The King was gay and courageous; courage, at least, he had never lacked. He seemed almost indifferent. The best years were over, he said, and why not an end? An end swift, without pain, without waiting! There was much to be said for it. Lepage agreed with his master and told him so in his usual blunt fashion; they agreed together not to cry about it, and the King went fishing still. But the time was short, and he pushed on his one great idea with a zeal and an earnestness foreign to his earlier habit. He would see his son married, or at least betrothed, before he died; he would see the great marriage in train—the marriage which was to establish forever the rank and prestige of the House of Stefanovitch. The Prince of Slavna must set forth on his travels, seeking a wife; the King even designated a Princess of most unquestionable exaltedness, as the first object of his son's attentions or pursuit. With an unusual peremptoriness, and an unusual independence, he sent Stenovics orders to communicate his wishes directly to the Prince. Stenovics received the royal memorandum on the day on which Lieutenant Rastatz returned to Slavna with the fruits of his observation at Volseni in his hand.
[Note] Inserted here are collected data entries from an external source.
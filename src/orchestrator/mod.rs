//! Operation orchestrators.
//!
//! Each orchestrator is a thin composition over the shared engine: it
//! validates and normalizes its input, computes a fingerprint, and hands the
//! engine an operation profile (endpoint, lock TTL, cache TTL, overall
//! timeout, required payload keys). The engine runs the single sequence
//! every operation follows:
//!
//! lock attempt → cache check → quota check-and-increment → transport →
//! normalize → cache write → history write (ideas only) → lock release
//!
//! Busy and exceeded conditions are rejected immediately, never queued; the
//! caller may simply try again later. Every rejection path releases the held
//! lock before surfacing its error.

mod audit;
mod engine;
mod ideas;
mod keyword;

pub use audit::{AuditContent, AuditOrchestrator, ContentSource, ImageRef, NoContentSource};
pub use ideas::IdeasOrchestrator;
pub use keyword::{KeywordOrchestrator, NoSiteContext, SiteContextSource};

pub(crate) use engine::Engine;

use crate::config::Settings;
use serde::{Deserialize, Serialize};
use std::time::Duration;

/// The three backend operations this layer mediates.
#[derive(Debug, Clone, Copy, PartialEq, Eq, Hash, Serialize, Deserialize)]
pub enum Operation {
    KeywordResearch,
    ContentIdeas,
    SeoAudit,
}

impl Operation {
    /// Short key-namespace slug (`cache:{slug}:…`, `lock:{slug}:…`,
    /// `quota:{slug}:…`).
    pub fn slug(&self) -> &'static str {
        match self {
            Operation::KeywordResearch => "keyword",
            Operation::ContentIdeas => "ideas",
            Operation::SeoAudit => "audit",
        }
    }

    /// Webhook path on the workflow engine.
    pub fn endpoint(&self) -> &'static str {
        match self {
            Operation::KeywordResearch => "/webhook/seo-keyword-research",
            Operation::ContentIdeas => "/webhook/seo-content-ideas",
            Operation::SeoAudit => "/webhook/seo-audit",
        }
    }

    /// Lock lease duration, sized to exceed the operation's worst-case
    /// backend latency so a crashed holder cannot block retries for long.
    pub fn lock_ttl(&self) -> Duration {
        match self {
            Operation::KeywordResearch => Duration::from_secs(60),
            Operation::ContentIdeas => Duration::from_secs(120),
            Operation::SeoAudit => Duration::from_secs(180),
        }
    }

    /// How long a successful normalized result is reused.
    pub fn cache_ttl(&self) -> Duration {
        match self {
            Operation::KeywordResearch => Duration::from_secs(24 * 60 * 60),
            Operation::ContentIdeas => Duration::from_secs(7 * 24 * 60 * 60),
            Operation::SeoAudit => Duration::from_secs(60 * 60),
        }
    }

    /// Overall transport budget per call. Audit workflows can run for up to
    /// two minutes on the backend side.
    pub fn overall_timeout(&self) -> Duration {
        match self {
            Operation::KeywordResearch => Duration::from_secs(40),
            Operation::ContentIdeas => Duration::from_secs(60),
            Operation::SeoAudit => Duration::from_secs(120),
        }
    }

    /// Payload keys the normalized envelope must carry.
    pub fn required_keys(&self) -> &'static [&'static str] {
        match self {
            Operation::KeywordResearch => &["keywords"],
            Operation::ContentIdeas => &["ideas"],
            Operation::SeoAudit => &["score", "recommendations"],
        }
    }

    /// Configured daily budget, read from a live settings snapshot.
    pub fn daily_limit(&self, settings: &Settings) -> u32 {
        match self {
            Operation::KeywordResearch => settings.daily_keyword_limit,
            Operation::ContentIdeas => settings.daily_ideas_limit,
            Operation::SeoAudit => settings.daily_audit_limit,
        }
    }
}

impl std::fmt::Display for Operation {
    fn fmt(&self, f: &mut std::fmt::Formatter<'_>) -> std::fmt::Result {
        let name = match self {
            Operation::KeywordResearch => "keyword research",
            Operation::ContentIdeas => "content ideas",
            Operation::SeoAudit => "SEO audit",
        };
        write!(f, "{name}")
    }
}

/// Point-in-time usage report for one operation.
#[derive(Debug, Clone, PartialEq, Eq, Serialize, Deserialize)]
pub struct UsageSnapshot {
    pub operation: Operation,
    pub count: u64,
    pub limit: u32,
    /// The day the count belongs to, as `YYYY-MM-DD` under the configured
    /// day boundary.
    pub date: String,
}

#[cfg(test)]
mod tests {
    use super::*;

    #[test]
    fn slugs_and_endpoints_line_up() {
        assert_eq!(Operation::KeywordResearch.slug(), "keyword");
        assert_eq!(
            Operation::KeywordResearch.endpoint(),
            "/webhook/seo-keyword-research"
        );
        assert_eq!(Operation::SeoAudit.required_keys(), ["score", "recommendations"]);
    }

    #[test]
    fn lock_ttls_cover_worst_case_latency() {
        for op in [
            Operation::KeywordResearch,
            Operation::ContentIdeas,
            Operation::SeoAudit,
        ] {
            assert!(op.lock_ttl() >= op.overall_timeout());
        }
    }

    #[test]
    fn daily_limits_come_from_settings() {
        let settings = Settings::new("https://n8n.example.com", "t")
            .with_daily_keyword_limit(7)
            .with_daily_ideas_limit(2)
            .with_daily_audit_limit(11);
        assert_eq!(Operation::KeywordResearch.daily_limit(&settings), 7);
        assert_eq!(Operation::ContentIdeas.daily_limit(&settings), 2);
        assert_eq!(Operation::SeoAudit.daily_limit(&settings), 11);
    }
}
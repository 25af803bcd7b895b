//! In-memory store backend.

use super::backend::StoreBackend;
use crate::{Error, Result};
use async_trait::async_trait;
use std::collections::HashMap;
use std::sync::Mutex;
use std::time::{Duration, Instant};

struct Entry {
    data: Vec<u8>,
    expires_at: Option<Instant>,
}

impl Entry {
    fn new(data: Vec<u8>, ttl: Option<Duration>) -> Self {
        Self {
            data,
            expires_at: ttl.map(|t| Instant::now() + t),
        }
    }

    fn is_expired(&self) -> bool {
        self.expires_at.is_some_and(|at| Instant::now() >= at)
    }
}

/// Mutex-protected map with lazy expiry.
///
/// All conditional primitives run under the single map lock, which gives the
/// atomicity the lock manager and quota counter rely on. Expired entries are
/// dropped on access plus an occasional full sweep, so a key held only by an
/// expired lock lease is observably absent.
pub struct MemoryStore {
    entries: Mutex<HashMap<String, Entry>>,
    sweep_every: u64,
    op_count: Mutex<u64>,
}

impl MemoryStore {
    pub fn new() -> Self {
        Self {
            entries: Mutex::new(HashMap::new()),
            sweep_every: 256,
            op_count: Mutex::new(0),
        }
    }

    fn lock_entries(&self) -> Result<std::sync::MutexGuard<'_, HashMap<String, Entry>>> {
        self.entries
            .lock()
            .map_err(|_| Error::Store("memory store poisoned".into()))
    }

    fn maybe_sweep(&self, entries: &mut HashMap<String, Entry>) {
        let mut count = match self.op_count.lock() {
            Ok(c) => c,
            Err(_) => return,
        };
        *count += 1;
        if *count % self.sweep_every == 0 {
            entries.retain(|_, e| !e.is_expired());
        }
    }

    fn live_value(entries: &mut HashMap<String, Entry>, key: &str) -> Option<Vec<u8>> {
        match entries.get(key) {
            Some(e) if e.is_expired() => {
                entries.remove(key);
                None
            }
            Some(e) => Some(e.data.clone()),
            None => None,
        }
    }
}

impl Default for MemoryStore {
    fn default() -> Self {
        Self::new()
    }
}

#[async_trait]
impl StoreBackend for MemoryStore {
    async fn get(&self, key: &str) -> Result<Option<Vec<u8>>> {
        let mut entries = self.lock_entries()?;
        self.maybe_sweep(&mut entries);
        Ok(Self::live_value(&mut entries, key))
    }

    async fn set(&self, key: &str, value: &[u8], ttl: Option<Duration>) -> Result<()> {
        let mut entries = self.lock_entries()?;
        self.maybe_sweep(&mut entries);
        entries.insert(key.to_string(), Entry::new(value.to_vec(), ttl));
        Ok(())
    }

    async fn delete(&self, key: &str) -> Result<bool> {
        let mut entries = self.lock_entries()?;
        Ok(match entries.remove(key) {
            Some(e) => !e.is_expired(),
            None => false,
        })
    }

    async fn set_if_absent(&self, key: &str, value: &[u8], ttl: Option<Duration>) -> Result<bool> {
        let mut entries = self.lock_entries()?;
        if Self::live_value(&mut entries, key).is_some() {
            return Ok(false);
        }
        entries.insert(key.to_string(), Entry::new(value.to_vec(), ttl));
        Ok(true)
    }

    async fn increment_if_below(
        &self,
        key: &str,
        ceiling: u64,
        ttl: Option<Duration>,
    ) -> Result<Option<u64>> {
        let mut entries = self.lock_entries()?;
        let current = match Self::live_value(&mut entries, key) {
            Some(raw) => String::from_utf8_lossy(&raw)
                .parse::<u64>()
                .map_err(|_| Error::Store(format!("counter at {key} is not numeric")))?,
            None => 0,
        };
        if current >= ceiling {
            return Ok(None);
        }
        let next = current + 1;
        // Keep the original expiry when the counter already exists.
        match entries.get_mut(key) {
            Some(e) => e.data = next.to_string().into_bytes(),
            None => {
                entries.insert(key.to_string(), Entry::new(next.to_string().into_bytes(), ttl));
            }
        }
        Ok(Some(next))
    }

    fn name(&self) -> &'static str {
        "memory"
    }
}

#[cfg(test)]
mod tests {
    use super::*;

    #[tokio::test]
    async fn get_set_delete_roundtrip() {
        let store = MemoryStore::new();
        assert_eq!(store.get("k").await.unwrap(), None);
        store.set("k", b"v", None).await.unwrap();
        assert_eq!(store.get("k").await.unwrap(), Some(b"v".to_vec()));
        assert!(store.delete("k").await.unwrap());
        assert!(!store.delete("k").await.unwrap());
    }

    #[tokio::test]
    async fn entries_expire_after_ttl() {
        let store = MemoryStore::new();
        store
            .set("k", b"v", Some(Duration::from_millis(20)))
            .await
            .unwrap();
        assert!(store.get("k").await.unwrap().is_some());
        tokio::time::sleep(Duration::from_millis(30)).await;
        assert_eq!(store.get("k").await.unwrap(), None);
    }

    #[tokio::test]
    async fn set_if_absent_rejects_held_key() {
        let store = MemoryStore::new();
        assert!(store.set_if_absent("lock", b"1", None).await.unwrap());
        assert!(!store.set_if_absent("lock", b"1", None).await.unwrap());
        store.delete("lock").await.unwrap();
        assert!(store.set_if_absent("lock", b"1", None).await.unwrap());
    }

    #[tokio::test]
    async fn set_if_absent_succeeds_after_expiry() {
        let store = MemoryStore::new();
        assert!(store
            .set_if_absent("lock", b"1", Some(Duration::from_millis(20)))
            .await
            .unwrap());
        tokio::time::sleep(Duration::from_millis(30)).await;
        assert!(store.set_if_absent("lock", b"1", None).await.unwrap());
    }

    #[tokio::test]
    async fn increment_stops_at_ceiling() {
        let store = MemoryStore::new();
        assert_eq!(
            store.increment_if_below("c", 2, None).await.unwrap(),
            Some(1)
        );
        assert_eq!(
            store.increment_if_below("c", 2, None).await.unwrap(),
            Some(2)
        );
        assert_eq!(store.increment_if_below("c", 2, None).await.unwrap(), None);
        // Count is readable as decimal ASCII.
        assert_eq!(store.get("c").await.unwrap(), Some(b"2".to_vec()));
    }

    #[tokio::test]
    async fn increment_is_atomic_under_contention() {
        use std::sync::Arc;
        let store = Arc::new(MemoryStore::new());
        let mut handles = Vec::new();
        for _ in 0..32 {
            let store = store.clone();
            handles.push(tokio::spawn(async move {
                store.increment_if_below("c", 10, None).await.unwrap()
            }));
        }
        let mut granted = 0;
        for h in handles {
            if h.await.unwrap().is_some() {
                granted += 1;
            }
        }
        assert_eq!(granted, 10);
        assert_eq!(store.get("c").await.unwrap(), Some(b"10".to_vec()));
    }
}
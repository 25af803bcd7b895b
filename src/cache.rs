//! Result cache.
//!
//! Stores the *normalized* envelope of successful calls, keyed by request
//! fingerprint under `cache:{op}:{fingerprint}`. A hit bypasses quota
//! consumption and the transport entirely. Entry lifecycle is independent of
//! both the quota counters and the ideas history.

use crate::fingerprint::Fingerprint;
use crate::orchestrator::Operation;
use crate::store::StoreBackend;
use crate::Result;
use serde_json::Value;
use std::sync::Arc;
use std::time::Duration;
use tracing::debug;

pub struct ResultCache {
    store: Arc<dyn StoreBackend>,
}

impl ResultCache {
    pub fn new(store: Arc<dyn StoreBackend>) -> Self {
        Self { store }
    }

    pub async fn get(&self, op: Operation, fingerprint: &Fingerprint) -> Result<Option<Value>> {
        let key = cache_key(op, fingerprint);
        match self.store.get(&key).await? {
            Some(raw) => match serde_json::from_slice(&raw) {
                Ok(value) => {
                    debug!(operation = %op, %fingerprint, "cache hit");
                    Ok(Some(value))
                }
                // Unreadable entry: treat as a miss and drop it.
                Err(_) => {
                    self.store.delete(&key).await?;
                    Ok(None)
                }
            },
            None => Ok(None),
        }
    }

    pub async fn set(
        &self,
        op: Operation,
        fingerprint: &Fingerprint,
        payload: &Value,
        ttl: Duration,
    ) -> Result<()> {
        let raw = serde_json::to_vec(payload)?;
        self.store
            .set(&cache_key(op, fingerprint), &raw, Some(ttl))
            .await
    }
}

fn cache_key(op: Operation, fingerprint: &Fingerprint) -> String {
    format!("cache:{}:{}", op.slug(), fingerprint)
}
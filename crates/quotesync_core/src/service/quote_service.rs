//! Quote collection use-case service.
//!
//! # Responsibility
//! - Own the in-memory collection and preferences loaded from a `LocalStore`.
//! - Provide local addition, filtering, random pick, import and export.
//! - Apply merge outcomes produced by the reconciler (import and remote sync).
//!
//! # Invariants
//! - Persisted data always wins over the built-in seed; the seed is written once.
//! - Writes start from the stored collection, not the cached copy, so edits made
//!   through another store handle on the same file are merged, never overwritten.
//! - Every use-case persists its keys in one `StoreBatch`; a failure leaves both
//!   the store and memory as they were.
//! - No two quotes in the collection share a text.

use crate::model::codec::{decode_batch, encode_pretty, ValidationError};
use crate::model::record::{
    distinct_categories, seed_quotes, CategoryFilter, Preferences, Record, RecordValidationError,
    ALL_CATEGORIES,
};
use crate::repo::local_store::{LocalStore, StoreBatch, StoreError};
use crate::sync::reconciler::{merge_import, merge_remote, repair_preferences, MergeOutcome};
use log::{info, warn};
use rand::seq::SliceRandom;
use rand::Rng;
use std::error::Error;
use std::fmt::{Display, Formatter};
use std::io;
use std::path::Path;

/// Service error for quote use-cases.
#[derive(Debug)]
pub enum QuoteServiceError {
    /// Added quote has a blank field.
    InvalidQuote(RecordValidationError),
    /// Added quote's text is already in the collection.
    DuplicateQuote(String),
    /// Filter names a category with no quotes.
    UnknownCategory(String),
    /// Imported batch is malformed.
    Validation(ValidationError),
    /// Persistence-layer failure.
    Store(StoreError),
    /// Export could not be rendered.
    Serialization(serde_json::Error),
    /// Import/export file could not be read or written.
    Io(io::Error),
}

impl Display for QuoteServiceError {
    fn fmt(&self, f: &mut Formatter<'_>) -> std::fmt::Result {
        match self {
            Self::InvalidQuote(err) => write!(f, "{err}"),
            Self::DuplicateQuote(text) => write!(f, "quote already exists: `{text}`"),
            Self::UnknownCategory(name) => write!(f, "no quotes in category `{name}`"),
            Self::Validation(err) => write!(f, "{err}"),
            Self::Store(err) => write!(f, "{err}"),
            Self::Serialization(err) => write!(f, "failed to render export: {err}"),
            Self::Io(err) => write!(f, "{err}"),
        }
    }
}

impl Error for QuoteServiceError {
    fn source(&self) -> Option<&(dyn Error + 'static)> {
        match self {
            Self::InvalidQuote(err) => Some(err),
            Self::Validation(err) => Some(err),
            Self::Store(err) => Some(err),
            Self::Serialization(err) => Some(err),
            Self::Io(err) => Some(err),
            Self::DuplicateQuote(_) | Self::UnknownCategory(_) => None,
        }
    }
}

impl From<StoreError> for QuoteServiceError {
    fn from(value: StoreError) -> Self {
        Self::Store(value)
    }
}

impl From<ValidationError> for QuoteServiceError {
    fn from(value: ValidationError) -> Self {
        Self::Validation(value)
    }
}

impl From<RecordValidationError> for QuoteServiceError {
    fn from(value: RecordValidationError) -> Self {
        Self::InvalidQuote(value)
    }
}

impl From<io::Error> for QuoteServiceError {
    fn from(value: io::Error) -> Self {
        Self::Io(value)
    }
}

pub type QuoteServiceResult<T> = Result<T, QuoteServiceError>;

/// Effect of applying a merge to the collection.
#[derive(Debug, Clone, Copy, PartialEq, Eq, Default)]
pub struct AppliedMerge {
    /// Collection was rewritten in the store.
    pub saved: bool,
    /// Selected category was reset to `all`.
    pub category_reset: bool,
}

/// Quote collection facade over a local store.
pub struct QuoteService<S: LocalStore> {
    store: S,
    quotes: Vec<Record>,
    preferences: Preferences,
}

impl<S: LocalStore> QuoteService<S> {
    /// Loads the collection from `store`, seeding it when nothing was persisted.
    pub fn open(store: S) -> QuoteServiceResult<Self> {
        let (quotes, preferences) = store.exclusive(|store| {
            let quotes = match store.load()? {
                Some(quotes) => quotes,
                None => {
                    let seed = seed_quotes();
                    store.save(&seed)?;
                    info!(
                        "event=quotes_seed module=service status=ok total={}",
                        seed.len()
                    );
                    seed
                }
            };
            Ok((quotes, store.load_preferences()?))
        })?;

        info!(
            "event=quotes_open module=service status=ok total={} category={}",
            quotes.len(),
            if preferences.selected_category == CategoryFilter::All {
                "all"
            } else {
                "custom"
            }
        );
        Ok(Self {
            store,
            quotes,
            preferences,
        })
    }

    pub fn quotes(&self) -> &[Record] {
        &self.quotes
    }

    pub fn preferences(&self) -> &Preferences {
        &self.preferences
    }

    pub fn store(&self) -> &S {
        &self.store
    }

    /// Reloads the collection and preferences from the store.
    pub fn refresh(&mut self) -> QuoteServiceResult<()> {
        if let Some(quotes) = self.store.load()? {
            self.quotes = quotes;
        }
        self.preferences = self.store.load_preferences()?;
        Ok(())
    }

    /// Adds one quote and queues it for the next push.
    ///
    /// # Errors
    /// - `InvalidQuote` for blank input, `DuplicateQuote` for a known text.
    pub fn add_quote(
        &mut self,
        text: impl AsRef<str>,
        category: impl AsRef<str>,
    ) -> QuoteServiceResult<Record> {
        let record = Record::new(text, category)?;
        let cached = &self.quotes;
        let written = self.store.exclusive(|store| {
            let mut quotes = store.load()?.unwrap_or_else(|| cached.clone());
            if quotes.iter().any(|quote| quote.text == record.text) {
                return Ok(None);
            }
            quotes.push(record.clone());
            let mut outbox = store.load_outbox()?;
            outbox.push(record.clone());
            store.write_batch(&StoreBatch::default().quotes(&quotes).outbox(&outbox))?;
            Ok(Some((quotes, outbox.len())))
        })?;

        let Some((quotes, pending_push)) = written else {
            return Err(QuoteServiceError::DuplicateQuote(record.text));
        };
        self.quotes = quotes;
        info!(
            "event=quote_add module=service status=ok total={} pending_push={pending_push}",
            self.quotes.len()
        );
        Ok(record)
    }

    /// Returns `all` followed by each category in first-seen order.
    pub fn categories(&self) -> Vec<String> {
        let mut categories = vec![ALL_CATEGORIES.to_string()];
        categories.extend(distinct_categories(&self.quotes));
        categories
    }

    /// Persists the selected category filter.
    pub fn select_category(&mut self, filter: CategoryFilter) -> QuoteServiceResult<()> {
        self.refresh()?;
        if !filter.is_satisfied_by(&self.quotes) {
            return Err(QuoteServiceError::UnknownCategory(filter.as_str().to_string()));
        }
        let preferences = Preferences {
            selected_category: filter,
        };
        self.store.save_preferences(&preferences)?;
        self.preferences = preferences;
        Ok(())
    }

    /// Returns the quotes visible under the selected category.
    pub fn filtered(&self) -> Vec<&Record> {
        self.quotes
            .iter()
            .filter(|quote| self.preferences.selected_category.matches(quote))
            .collect()
    }

    /// Picks a random visible quote and remembers it for this session.
    ///
    /// Returns `None` when the filtered view is empty.
    pub fn random_quote<R: Rng + ?Sized>(
        &self,
        rng: &mut R,
    ) -> QuoteServiceResult<Option<Record>> {
        let visible = self.filtered();
        let Some(picked) = visible.choose(rng) else {
            return Ok(None);
        };
        self.store.set_last_viewed(&picked.text)?;
        Ok(Some((*picked).clone()))
    }

    /// Returns the text of the last quote shown in this session.
    pub fn last_viewed(&self) -> QuoteServiceResult<Option<String>> {
        Ok(self.store.last_viewed()?)
    }

    /// Imports a JSON batch, keeping local quotes on text collisions.
    pub fn import_json(&mut self, json: &str) -> QuoteServiceResult<MergeOutcome> {
        let imported = match decode_batch(json) {
            Ok(imported) => imported,
            Err(err) => {
                warn!(
                    "event=quotes_import module=service status=error error_code=invalid_batch position={}",
                    err.position().map_or_else(|| "none".to_string(), |p| p.to_string())
                );
                return Err(err.into());
            }
        };

        let (outcome, applied) = self.merge_with(|local| merge_import(local, &imported))?;
        info!(
            "event=quotes_import module=service status=ok added={} skipped={} total={} category_reset={}",
            outcome.added,
            outcome.duplicates_skipped,
            outcome.merged.len(),
            applied.category_reset
        );
        Ok(outcome)
    }

    /// Reads and imports a JSON file.
    pub fn import_from_path(&mut self, path: impl AsRef<Path>) -> QuoteServiceResult<MergeOutcome> {
        let json = std::fs::read_to_string(path)?;
        self.import_json(&json)
    }

    /// Renders the collection as pretty-printed JSON.
    pub fn export_json(&self) -> QuoteServiceResult<String> {
        encode_pretty(&self.quotes).map_err(QuoteServiceError::Serialization)
    }

    /// Writes the pretty-printed collection to `path`.
    pub fn export_to_path(&self, path: impl AsRef<Path>) -> QuoteServiceResult<()> {
        let json = self.export_json()?;
        std::fs::write(path, json)?;
        info!(
            "event=quotes_export module=service status=ok total={}",
            self.quotes.len()
        );
        Ok(())
    }

    /// Merges a remote snapshot into the stored collection.
    ///
    /// Returns the merge against the collection as stored when the merge ran.
    pub fn merge_remote_snapshot(
        &mut self,
        snapshot: &[Record],
    ) -> Result<(MergeOutcome, AppliedMerge), StoreError> {
        self.merge_with(|local| merge_remote(local, snapshot))
    }

    /// Runs `merge` against the stored collection and persists the result
    /// together with any preference repair.
    ///
    /// The collection is only rewritten when it actually changed.
    fn merge_with<F>(&mut self, merge: F) -> Result<(MergeOutcome, AppliedMerge), StoreError>
    where
        F: FnOnce(&[Record]) -> MergeOutcome,
    {
        let cached = &self.quotes;
        let (outcome, preferences, applied) = self.store.exclusive(|store| {
            let local = store.load()?.unwrap_or_else(|| cached.clone());
            let preferences = store.load_preferences()?;
            let outcome = merge(&local);
            let repaired = repair_preferences(&preferences, &outcome.merged);

            let applied = AppliedMerge {
                saved: outcome.merged != local,
                category_reset: repaired.is_some(),
            };
            let mut batch = StoreBatch::default();
            if applied.saved {
                batch = batch.quotes(&outcome.merged);
            }
            if let Some(repaired) = &repaired {
                batch = batch.preferences(repaired);
            }
            store.write_batch(&batch)?;

            Ok((outcome, repaired.unwrap_or(preferences), applied))
        })?;

        self.quotes = outcome.merged.clone();
        self.preferences = preferences;
        Ok((outcome, applied))
    }
}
At first sight the King's commands were totally at variance with the interests of the Ellenburg coterie, and with the progress of their great plan. They did not want the House of Stefanovitch strengthened and glorified in the person of its present Heir Apparent. But the matter was more complicated than a first glance showed. There were the guns to be considered as well—and the gunners training at Volseni; these would be sources of strength and prestige to the Prince, not less valuable, more tangible, than even a great match. And now the Prince was on the spot. Send him on his travels! The time was short; when the short time ended, he might be far away. Finally, he might go and yet take nothing by his journey; the exalted Princess would be hard to win; the King's family pride might defeat itself by making him pitch his hopes and his claims too high.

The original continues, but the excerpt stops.